One of the most important things in a 3D game is level design. Changing the way something plays can turn a terrible game into an okay one and a good game into a mediocre one. The problem with level design is that it is not easy. I’d even go as far to say it’s one of the hardest parts of making a game, because even if you are skilled at your level editing program and make your map look nice, you still have to do a lot of research into how the map plays.
There are many different aspects to level design. Different layers, if you will. There’s the art layer, the action layer, the interactive layer, and the logic layer. The tricky part is getting all of these layers to work perfectly alone and together. A map could look great but have terrible action, or another map could have great puzzles but a confusing layout.
These mountains force the player to follow a certain path.
The surface layer is the art layer. It doesn’t often contribute to gameplay, but it can greatly affect how someone views a map. For example, maps in games like Battlefield 3 have a better art layer than maps from Counter-Strike 1.6, not taking into account system limitations. Although this is the case, it does not make Battlefield 3 maps inherently better. The only time the art layer interacts with any other layer is when the details within a map are used as instructions or obstacles. Some examples of instruction would be signs leading the player toward his goal, or lighting in a dark level, leading the player down the right path (or wrong one, if you’re feeling a little evil.) The other way they interact is obstruction. You could have curtains blocking the view of a window, or darkness used for the sole purpose of making it hard to see.
The level design of Counter-Strike is known for being balanced and fun.

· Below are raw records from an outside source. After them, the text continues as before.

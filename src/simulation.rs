//! Deterministic corridor scenarios.
//!
//! Generates node readings and heartbeats tick by tick for the `simulate`
//! command, the demo and tests. Every scenario opens with a quiet lead-in
//! so the startup audio calibration sees an empty corridor.

use crate::config::EngineConfig;
use crate::core::zones::ZoneId;
use crate::engine::{Engine, EngineError, TickOutput};
use crate::ingest::types::{Heartbeat, IngressMessage, NodeReading};
use chrono::{DateTime, Duration, Utc};
use std::str::FromStr;

/// Ticks of empty, quiet corridor before the scenario proper starts.
pub const LEAD_IN_TICKS: u64 = 20;

/// Ticks over which the building scenario ramps from normal to surge.
const BUILD_UP_TICKS: u64 = 120;

/// Heartbeat cadence in ticks.
const HEARTBEAT_EVERY: u64 = 20;

/// Named scenario.
#[derive(Debug, Clone, Copy, PartialEq, Eq)]
pub enum Scenario {
    /// Nobody in the corridor
    Empty,
    /// Light pedestrian traffic
    Normal,
    /// Normal traffic that ramps into a surge
    Building,
    /// Dense, agitated, loud crowd
    Surge,
    /// A static object parked in front of the CENTER sensor
    Obstruction,
}

impl Scenario {
    pub const ALL: [Scenario; 5] = [
        Scenario::Empty,
        Scenario::Normal,
        Scenario::Building,
        Scenario::Surge,
        Scenario::Obstruction,
    ];

    pub fn name(&self) -> &'static str {
        match self {
            Scenario::Empty => "empty",
            Scenario::Normal => "normal",
            Scenario::Building => "building",
            Scenario::Surge => "surge",
            Scenario::Obstruction => "obstruction",
        }
    }
}

impl std::fmt::Display for Scenario {
    fn fmt(&self, f: &mut std::fmt::Formatter<'_>) -> std::fmt::Result {
        f.write_str(self.name())
    }
}

impl FromStr for Scenario {
    type Err = String;

    fn from_str(s: &str) -> Result<Self, Self::Err> {
        Scenario::ALL
            .into_iter()
            .find(|sc| sc.name().eq_ignore_ascii_case(s.trim()))
            .ok_or_else(|| {
                let names: Vec<&str> = Scenario::ALL.iter().map(|sc| sc.name()).collect();
                format!("unknown scenario '{s}', expected one of: {}", names.join(", "))
            })
    }
}

/// Signal shape of one zone.
#[derive(Debug, Clone, Copy, PartialEq)]
struct ZoneProfile {
    base_cm: f64,
    /// Alternating offset around the base
    swing_cm: f64,
    /// Fraction of samples with PIR motion
    motion: f64,
}

impl ZoneProfile {
    const EMPTY: ZoneProfile = ZoneProfile {
        base_cm: 390.0,
        swing_cm: 0.0,
        motion: 0.0,
    };

    fn lerp(a: ZoneProfile, b: ZoneProfile, t: f64) -> ZoneProfile {
        let mix = |x: f64, y: f64| x + (y - x) * t;
        ZoneProfile {
            base_cm: mix(a.base_cm, b.base_cm),
            swing_cm: mix(a.swing_cm, b.swing_cm),
            motion: mix(a.motion, b.motion),
        }
    }
}

#[derive(Debug, Clone, Copy, PartialEq)]
struct Profile {
    entry: ZoneProfile,
    center: ZoneProfile,
    exit: ZoneProfile,
    mic_rms: f64,
}

impl Profile {
    const QUIET: Profile = Profile {
        entry: ZoneProfile::EMPTY,
        center: ZoneProfile::EMPTY,
        exit: ZoneProfile::EMPTY,
        mic_rms: 50.0,
    };

    const NORMAL: Profile = Profile {
        entry: ZoneProfile {
            base_cm: 200.0,
            swing_cm: 3.0,
            motion: 0.3,
        },
        center: ZoneProfile {
            base_cm: 120.0,
            swing_cm: 3.0,
            motion: 0.3,
        },
        exit: ZoneProfile {
            base_cm: 250.0,
            swing_cm: 3.0,
            motion: 0.2,
        },
        mic_rms: 150.0,
    };

    const SURGE: Profile = Profile {
        entry: ZoneProfile {
            base_cm: 90.0,
            swing_cm: 40.0,
            motion: 0.8,
        },
        center: ZoneProfile {
            base_cm: 110.0,
            swing_cm: 70.0,
            motion: 0.9,
        },
        exit: ZoneProfile {
            base_cm: 120.0,
            swing_cm: 50.0,
            motion: 0.7,
        },
        mic_rms: 900.0,
    };

    const OBSTRUCTION: Profile = Profile {
        center: ZoneProfile {
            base_cm: 20.0,
            swing_cm: 0.0,
            motion: 0.0,
        },
        ..Profile::QUIET
    };

    fn zone(&self, id: ZoneId) -> ZoneProfile {
        match id {
            ZoneId::Entry => self.entry,
            ZoneId::Center => self.center,
            ZoneId::Exit => self.exit,
        }
    }
}

/// Produces one tick's worth of messages at a time.
pub struct ScenarioGenerator {
    scenario: Scenario,
    config: EngineConfig,
    start: DateTime<Utc>,
    tick: u64,
}

impl ScenarioGenerator {
    pub fn new(scenario: Scenario, config: EngineConfig, start: DateTime<Utc>) -> Self {
        Self {
            scenario,
            config,
            start,
            tick: 0,
        }
    }

    pub fn scenario(&self) -> Scenario {
        self.scenario
    }

    fn tick_duration(&self) -> Duration {
        Duration::from_std(self.config.tick_interval)
            .unwrap_or_else(|_| Duration::milliseconds(500))
    }

    fn profile(&self, tick: u64) -> Profile {
        if tick < LEAD_IN_TICKS {
            return Profile::QUIET;
        }
        let t = tick - LEAD_IN_TICKS;
        match self.scenario {
            Scenario::Empty => Profile::QUIET,
            Scenario::Normal => Profile::NORMAL,
            Scenario::Surge => Profile::SURGE,
            Scenario::Obstruction => Profile::OBSTRUCTION,
            Scenario::Building => {
                let k = (t as f64 / BUILD_UP_TICKS as f64).min(1.0);
                let (a, b) = (Profile::NORMAL, Profile::SURGE);
                Profile {
                    entry: ZoneProfile::lerp(a.entry, b.entry, k),
                    center: ZoneProfile::lerp(a.center, b.center, k),
                    exit: ZoneProfile::lerp(a.exit, b.exit, k),
                    mic_rms: a.mic_rms + (b.mic_rms - a.mic_rms) * k,
                }
            }
        }
    }

    /// Timestamp and messages of the next tick.
    pub fn next_tick(&mut self) -> (DateTime<Utc>, Vec<IngressMessage>) {
        let tick = self.tick;
        self.tick += 1;

        let now = self.start + self.tick_duration() * tick as i32;
        let profile = self.profile(tick);
        let mut messages: Vec<IngressMessage> = Vec::new();

        for (slot, zone) in self.config.zones.iter().enumerate() {
            let shape = profile.zone(zone.id);
            for node in &zone.nodes {
                if tick % HEARTBEAT_EVERY == 0 {
                    let uptime = (self.tick_duration() * tick as i32).num_seconds().max(0) as u64;
                    messages.push(Heartbeat::new(node.clone(), now, uptime).into());
                }

                let swing = if tick % 2 == 0 { shape.swing_cm } else { -shape.swing_cm };
                // spread motion evenly: 7 is coprime with 10
                let phase = (tick * 7 + slot as u64 * 3) % 10;
                let motion = (phase as f64) < shape.motion * 10.0;

                let mut reading = NodeReading::new(node.clone(), now)
                    .with_distance((shape.base_cm + swing).max(0.0))
                    .with_motion(motion);
                if self.config.audio.microphone_node.as_deref() == Some(node.as_str()) {
                    reading = reading.with_audio(profile.mic_rms);
                }
                messages.push(reading.into());
            }
        }

        (now, messages)
    }
}

/// Run a scenario through a fresh engine and collect every tick's output.
pub fn run_scenario(
    config: EngineConfig,
    scenario: Scenario,
    ticks: u64,
    start: DateTime<Utc>,
) -> Result<Vec<TickOutput>, EngineError> {
    let mut engine = Engine::new(config.clone())?;
    let mut generator = ScenarioGenerator::new(scenario, config, start);
    let mut outputs = Vec::with_capacity(ticks as usize);

    for _ in 0..ticks {
        let (now, messages) = generator.next_tick();
        for message in messages {
            // scenario nodes are always configured nodes
            let _ = engine.ingest(message, now);
        }
        outputs.push(engine.tick(now));
    }
    Ok(outputs)
}

#[cfg(test)]
mod tests {
    use super::*;
    use crate::core::alert::AlertLevel;
    use crate::core::features::DetectionType;

    fn run(scenario: Scenario, ticks: u64) -> Vec<TickOutput> {
        run_scenario(EngineConfig::default(), scenario, ticks, Utc::now()).unwrap()
    }

    fn peak(outputs: &[TickOutput]) -> AlertLevel {
        outputs
            .iter()
            .map(|o| o.snapshot.alert.level)
            .max()
            .unwrap_or_default()
    }

    #[test]
    fn test_parse_scenario_names() {
        assert_eq!("surge".parse::<Scenario>(), Ok(Scenario::Surge));
        assert_eq!(" Building ".parse::<Scenario>(), Ok(Scenario::Building));
        assert!("stampede".parse::<Scenario>().is_err());
    }

    #[test]
    fn test_generator_emits_heartbeats_and_mic() {
        let mut generator =
            ScenarioGenerator::new(Scenario::Normal, EngineConfig::default(), Utc::now());
        let (_, messages) = generator.next_tick();
        let heartbeats = messages
            .iter()
            .filter(|m| matches!(m, IngressMessage::Heartbeat(_)))
            .count();
        assert_eq!(heartbeats, 3);
        let with_audio = messages
            .iter()
            .filter(|m| matches!(m, IngressMessage::Reading(r) if r.audio_rms.is_some()))
            .count();
        assert_eq!(with_audio, 1);
    }

    #[test]
    fn test_empty_corridor_stays_safe() {
        let outputs = run(Scenario::Empty, 80);
        assert_eq!(peak(&outputs), AlertLevel::Safe);
        let last = &outputs[outputs.len() - 1].snapshot;
        assert_eq!(
            last.zone(ZoneId::Center).map(|z| z.detection_type),
            Some(DetectionType::Clear)
        );
    }

    #[test]
    fn test_obstruction_is_not_a_crowd() {
        let outputs = run(Scenario::Obstruction, 80);
        let last = &outputs[outputs.len() - 1].snapshot;
        assert_eq!(
            last.zone(ZoneId::Center).map(|z| z.detection_type),
            Some(DetectionType::StaticObject)
        );
        assert!(peak(&outputs) <= AlertLevel::Low);
    }

    #[test]
    fn test_surge_escalates() {
        let outputs = run(Scenario::Surge, 80);
        assert!(peak(&outputs) >= AlertLevel::High);
    }
}
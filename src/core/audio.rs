//! Audio scoring against a calibrated ambient baseline.

use crate::config::AudioConfig;
use crate::core::zones::ZoneId;
use chrono::{DateTime, Duration, Utc};
use serde::{Deserialize, Serialize};
use std::collections::{BTreeMap, VecDeque};
use std::path::Path;

/// A decaying score below this is reported as silence.
const SILENCE_FLOOR: f64 = 0.01;

/// Qualitative audio state.
#[derive(Debug, Clone, Copy, PartialEq, Eq, PartialOrd, Ord, Hash, Serialize, Deserialize)]
#[serde(rename_all = "SCREAMING_SNAKE_CASE")]
pub enum AudioState {
    Quiet,
    Normal,
    Loud,
    Scream,
}

impl AudioState {
    pub fn from_score(score: f64, config: &AudioConfig) -> Self {
        if score >= config.scream_from {
            AudioState::Scream
        } else if score >= config.loud_from {
            AudioState::Loud
        } else if score >= config.quiet_below {
            AudioState::Normal
        } else {
            AudioState::Quiet
        }
    }
}

impl std::fmt::Display for AudioState {
    fn fmt(&self, f: &mut std::fmt::Formatter<'_>) -> std::fmt::Result {
        let s = match self {
            AudioState::Quiet => "QUIET",
            AudioState::Normal => "NORMAL",
            AudioState::Loud => "LOUD",
            AudioState::Scream => "SCREAM",
        };
        f.write_str(s)
    }
}

/// Ambient audio reference subtracted before scoring.
#[derive(Debug, Clone, PartialEq, Serialize, Deserialize)]
pub struct Baseline {
    pub audio_baseline: f64,
    /// None until the first calibration completes
    pub calibrated_at: Option<DateTime<Utc>>,
    /// Number of samples averaged
    pub sample_count: usize,
    /// Empty-corridor distance per zone captured by the same calibration (cm)
    #[serde(default)]
    pub zone_distances: BTreeMap<ZoneId, f64>,
}

impl Baseline {
    /// Read a baseline saved by [`Baseline::save`]. A missing file is `None`.
    pub fn load(path: &Path) -> Result<Option<Self>, std::io::Error> {
        if !path.exists() {
            return Ok(None);
        }
        let content = std::fs::read_to_string(path)?;
        let baseline = serde_json::from_str(&content).map_err(std::io::Error::other)?;
        Ok(Some(baseline))
    }

    pub fn save(&self, path: &Path) -> Result<(), std::io::Error> {
        if let Some(parent) = path.parent() {
            std::fs::create_dir_all(parent)?;
        }
        let json = serde_json::to_string_pretty(self).map_err(std::io::Error::other)?;
        std::fs::write(path, json)
    }
}

/// Why a calibration attempt was refused.
#[derive(Debug, Clone, PartialEq)]
pub enum CalibrationError {
    /// No audio sample inside the calibration window
    NoSamples,
    /// Average is at or above the scoring ceiling
    AboveCeiling { average: f64, ceiling: f64 },
    /// No microphone node is configured
    NoMicrophone,
    /// A restored baseline is not a usable ambient level
    Invalid(f64),
}

impl std::fmt::Display for CalibrationError {
    fn fmt(&self, f: &mut std::fmt::Formatter<'_>) -> std::fmt::Result {
        match self {
            CalibrationError::NoSamples => write!(f, "no audio samples collected"),
            CalibrationError::AboveCeiling { average, ceiling } => write!(
                f,
                "ambient average {average:.1} is not below the ceiling {ceiling:.1}"
            ),
            CalibrationError::NoMicrophone => write!(f, "no microphone node configured"),
            CalibrationError::Invalid(v) => write!(f, "baseline {v} is not a usable level"),
        }
    }
}

impl std::error::Error for CalibrationError {}

/// Audio score for one tick.
#[derive(Debug, Clone, Copy, PartialEq, Serialize, Deserialize)]
pub struct AudioReading {
    /// Last raw RMS received, if any
    pub level: Option<f64>,
    pub score: f64,
    pub state: AudioState,
}

/// Normalize a raw RMS value against the baseline into 0-100.
pub fn score_raw(raw: f64, baseline: f64, max_expected: f64) -> f64 {
    let span = max_expected - baseline;
    if span <= 0.0 || !raw.is_finite() {
        return 0.0;
    }
    ((raw - baseline) / span * 100.0).clamp(0.0, 100.0)
}

/// Scores microphone readings and manages the baseline.
#[derive(Debug, Clone)]
pub struct AudioScorer {
    config: AudioConfig,
    baseline: Baseline,
    samples: VecDeque<(DateTime<Utc>, f64)>,
    last_raw: Option<f64>,
    last_at: Option<DateTime<Utc>>,
    fresh: bool,
    score: f64,
    startup_done: bool,
}

impl AudioScorer {
    pub fn new(config: AudioConfig) -> Self {
        let baseline = Baseline {
            audio_baseline: config.default_baseline,
            calibrated_at: None,
            sample_count: 0,
            zone_distances: BTreeMap::new(),
        };
        let startup_done = config.startup_samples == 0;
        Self {
            samples: VecDeque::with_capacity(config.calibration_buffer),
            config,
            baseline,
            last_raw: None,
            last_at: None,
            fresh: false,
            score: 0.0,
            startup_done,
        }
    }

    pub fn baseline(&self) -> &Baseline {
        &self.baseline
    }

    pub fn has_microphone(&self) -> bool {
        self.config.microphone_node.is_some()
    }

    pub fn is_microphone(&self, node_id: &str) -> bool {
        self.config.microphone_node.as_deref() == Some(node_id)
    }

    /// Record a raw microphone sample.
    ///
    /// A sample older than the current level still feeds calibration but
    /// never replaces the level. Returns the new baseline when this sample
    /// completed the startup calibration.
    pub fn record(&mut self, raw: f64, at: DateTime<Utc>) -> Option<Baseline> {
        if self.samples.len() >= self.config.calibration_buffer {
            self.samples.pop_front();
        }
        self.samples.push_back((at, raw));
        if self.last_at.map_or(true, |last| at >= last) {
            self.last_raw = Some(raw);
            self.last_at = Some(at);
            self.fresh = true;
        }

        if !self.startup_done && self.samples.len() >= self.config.startup_samples {
            self.startup_done = true;
            let recent: Vec<f64> = self
                .samples
                .iter()
                .rev()
                .take(self.config.startup_samples)
                .map(|(_, v)| *v)
                .collect();
            return self.apply(&recent, at).ok();
        }
        None
    }

    /// Replace the baseline with the average of recent samples.
    ///
    /// On failure the previous baseline stays in effect.
    pub fn calibrate(&mut self, now: DateTime<Utc>) -> Result<Baseline, CalibrationError> {
        if !self.has_microphone() {
            return Err(CalibrationError::NoMicrophone);
        }
        let window = Duration::from_std(self.config.calibration_window)
            .unwrap_or_else(|_| Duration::seconds(10));
        let recent: Vec<f64> = self
            .samples
            .iter()
            .filter(|(at, _)| *at >= now - window && *at <= now)
            .map(|(_, v)| *v)
            .collect();
        let baseline = self.apply(&recent, now)?;
        // an explicit calibration supersedes the pending startup one
        self.startup_done = true;
        Ok(baseline)
    }

    /// Reinstate a saved baseline. Startup calibration is skipped afterwards.
    pub fn restore(&mut self, baseline: Baseline) -> Result<(), CalibrationError> {
        let level = baseline.audio_baseline;
        if !level.is_finite() || level < 0.0 || level >= self.config.max_expected_rms {
            return Err(CalibrationError::Invalid(level));
        }
        self.baseline = baseline;
        self.startup_done = true;
        Ok(())
    }

    /// Merge zone distance references into the current baseline.
    pub fn set_zone_distances(&mut self, distances: &BTreeMap<ZoneId, f64>) -> Baseline {
        self.baseline
            .zone_distances
            .extend(distances.iter().map(|(id, d)| (*id, *d)));
        self.baseline.clone()
    }

    fn apply(&mut self, values: &[f64], at: DateTime<Utc>) -> Result<Baseline, CalibrationError> {
        if values.is_empty() {
            return Err(CalibrationError::NoSamples);
        }
        let average = values.iter().sum::<f64>() / values.len() as f64;
        if average >= self.config.max_expected_rms {
            return Err(CalibrationError::AboveCeiling {
                average,
                ceiling: self.config.max_expected_rms,
            });
        }
        self.baseline = Baseline {
            audio_baseline: average.max(0.0),
            calibrated_at: Some(at),
            sample_count: values.len(),
            zone_distances: std::mem::take(&mut self.baseline.zone_distances),
        };
        Ok(self.baseline.clone())
    }

    /// Score for this tick.
    ///
    /// Without a new sample from an online microphone the previous score
    /// decays by `decay_rate`.
    pub fn tick(&mut self, microphone_online: bool, decay_rate: f64) -> AudioReading {
        match self.last_raw {
            Some(raw) if self.fresh && microphone_online => {
                self.score = score_raw(
                    raw,
                    self.baseline.audio_baseline,
                    self.config.max_expected_rms,
                );
            }
            _ => {
                self.score *= 1.0 - decay_rate;
                if self.score < SILENCE_FLOOR {
                    self.score = 0.0;
                }
            }
        }
        self.fresh = false;

        AudioReading {
            level: self.last_raw,
            score: self.score,
            state: AudioState::from_score(self.score, &self.config),
        }
    }
}
//! Node liveness tracking.
//!
//! A node is online while it has been heard from within the timeout.
//! Both heartbeats and data readings count as contact.

use chrono::{DateTime, Duration, Utc};
use serde::{Deserialize, Serialize};
use std::collections::BTreeMap;

/// Liveness of one sensor node.
#[derive(Debug, Clone, PartialEq, Serialize, Deserialize)]
pub struct NodeHealth {
    pub node_id: String,
    /// Latest contact; never moves backwards
    pub last_heartbeat: Option<DateTime<Utc>>,
    pub online: bool,
    /// Uptime reported by the node's last heartbeat
    pub uptime_secs: Option<u64>,
}

/// A node's online flag changed.
#[derive(Debug, Clone, PartialEq, Eq)]
pub struct NodeTransition {
    pub node_id: String,
    pub online: bool,
}

/// Tracks every configured node.
#[derive(Debug, Clone)]
pub struct NodeHealthMonitor {
    nodes: BTreeMap<String, NodeHealth>,
    timeout: Duration,
}

impl NodeHealthMonitor {
    pub fn new<I, S>(node_ids: I, timeout: Duration) -> Self
    where
        I: IntoIterator<Item = S>,
        S: Into<String>,
    {
        let nodes = node_ids
            .into_iter()
            .map(|id| {
                let node_id = id.into();
                (
                    node_id.clone(),
                    NodeHealth {
                        node_id,
                        last_heartbeat: None,
                        online: false,
                        uptime_secs: None,
                    },
                )
            })
            .collect();
        Self { nodes, timeout }
    }

    pub fn contains(&self, node_id: &str) -> bool {
        self.nodes.contains_key(node_id)
    }

    /// Record contact from a node received at `now`.
    ///
    /// Returns a transition when the node comes back online. Contact older
    /// than the timeout never brings a node online. Unknown ids are ignored.
    pub fn touch(
        &mut self,
        node_id: &str,
        at: DateTime<Utc>,
        uptime_secs: Option<u64>,
        now: DateTime<Utc>,
    ) -> Option<NodeTransition> {
        let node = self.nodes.get_mut(node_id)?;

        match node.last_heartbeat {
            Some(prev) if at < prev => {
                // out-of-order contact does not move liveness backwards
            }
            _ => {
                node.last_heartbeat = Some(at);
                if uptime_secs.is_some() {
                    node.uptime_secs = uptime_secs;
                }
            }
        }

        let alive = node
            .last_heartbeat
            .is_some_and(|seen| now - seen <= self.timeout);
        if node.online || !alive {
            None
        } else {
            node.online = true;
            Some(NodeTransition {
                node_id: node.node_id.clone(),
                online: true,
            })
        }
    }

    /// Expire nodes not heard from within the timeout.
    pub fn tick(&mut self, now: DateTime<Utc>) -> Vec<NodeTransition> {
        let mut changed = Vec::new();
        for node in self.nodes.values_mut() {
            let alive = node
                .last_heartbeat
                .is_some_and(|seen| now - seen <= self.timeout);
            if node.online && !alive {
                node.online = false;
                changed.push(NodeTransition {
                    node_id: node.node_id.clone(),
                    online: false,
                });
            }
        }
        changed
    }

    pub fn is_online(&self, node_id: &str) -> bool {
        self.nodes.get(node_id).is_some_and(|n| n.online)
    }

    pub fn online_count(&self) -> usize {
        self.nodes.values().filter(|n| n.online).count()
    }

    pub fn nodes(&self) -> impl Iterator<Item = &NodeHealth> {
        self.nodes.values()
    }

    /// Longest reported uptime among online nodes.
    pub fn max_uptime(&self) -> Option<u64> {
        self.nodes
            .values()
            .filter(|n| n.online)
            .filter_map(|n| n.uptime_secs)
            .max()
    }
}

#[cfg(test)]
mod tests {
    use super::*;

    fn monitor() -> NodeHealthMonitor {
        NodeHealthMonitor::new(["NODE_A", "NODE_B"], Duration::seconds(30))
    }

    #[test]
    fn test_nodes_start_offline() {
        let m = monitor();
        assert!(!m.is_online("NODE_A"));
        assert_eq!(m.online_count(), 0);
    }

    #[test]
    fn test_heartbeat_brings_online() {
        let mut m = monitor();
        let now = Utc::now();
        let t = m.touch("NODE_A", now, Some(12), now);
        assert_eq!(
            t,
            Some(NodeTransition {
                node_id: "NODE_A".to_string(),
                online: true
            })
        );
        assert!(m.is_online("NODE_A"));
        assert_eq!(m.max_uptime(), Some(12));
        assert!(m.touch("NODE_A", now, None, now).is_none());
    }

    #[test]
    fn test_timeout_marks_offline_and_recovers() {
        let mut m = monitor();
        let start = Utc::now();
        m.touch("NODE_A", start, None, start);
        assert!(m.tick(start + Duration::seconds(30)).is_empty());

        let changed = m.tick(start + Duration::seconds(31));
        assert_eq!(changed.len(), 1);
        assert!(!m.is_online("NODE_A"));

        m.touch(
            "NODE_A",
            start + Duration::seconds(40),
            None,
            start + Duration::seconds(40),
        );
        assert!(m.is_online("NODE_A"));
    }

    #[test]
    fn test_liveness_never_moves_backwards() {
        let mut m = monitor();
        let now = Utc::now();
        m.touch("NODE_A", now, None, now);
        m.touch("NODE_A", now - Duration::seconds(20), None, now);
        let node = m.nodes().find(|n| n.node_id == "NODE_A").unwrap();
        assert_eq!(node.last_heartbeat, Some(now));
    }

    #[test]
    fn test_late_contact_from_dead_node_stays_offline() {
        let mut m = monitor();
        let start = Utc::now();
        m.touch("NODE_A", start, None, start);
        let later = start + Duration::seconds(120);
        assert_eq!(m.tick(later).len(), 1);

        // delayed packets sensed long ago
        assert!(m
            .touch("NODE_A", start - Duration::seconds(5), None, later)
            .is_none());
        assert!(m
            .touch("NODE_A", start + Duration::seconds(60), None, later)
            .is_none());
        assert!(!m.is_online("NODE_A"));
        assert!(m.tick(later).is_empty());
    }

    #[test]
    fn test_unknown_node_ignored() {
        let mut m = monitor();
        let now = Utc::now();
        assert!(m.touch("NODE_Z", now, None, now).is_none());
        assert!(!m.contains("NODE_Z"));
    }
}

The action layer is what I call the simple level design of the map. This includes pathways for the player to travel along, doorways to pass through, stairs to climb, and ledges to jump off of. The action layer is arguably the most important layer of level design. If your map isn’t fun to play it doesn’t matter how good it looks. It’s extremely important to have this as your first priority when in the beginning stages of designing your map. In single-player games, the main goal is to make sure that the levels are complicated enough to provide a challenge, but not so complicated that they make the player give up in frustration. This is the downfall of some games. In multi-player games, it is important to make your map balanced. Balance is when the map is designed so that neither team has a geographical advantage over the other.
The interactive layer is important to gameplay, but is probably the least important if you had to order them. A multi-player map does not even require an interactive layer, although it can still have one. This layer consists of things that the player interacts with in order to advance the game. This can include a multitude of things, from buttons, levers, and control panels in a single-player game, to flags and control points in multi-player games. The interactive layer adds extra depth and complexity to a level.
An example of logic entities.
The deepest layer is also the layer that the others are most dependent on. You cannot actually see the logic layer, as it consists of entities and scripts that make the map work. This includes scripts controlling enemies, events, flag captures, and the like. Without these, the map won’t work.
Many people say that they can map, and that it is easy. Maybe, maybe. But they must take into account the many layers of level design in order to make a good map. All the layers must be functional on their own and in tandem with the others. After that, then it’s smooth sailing towards engaging gameplay.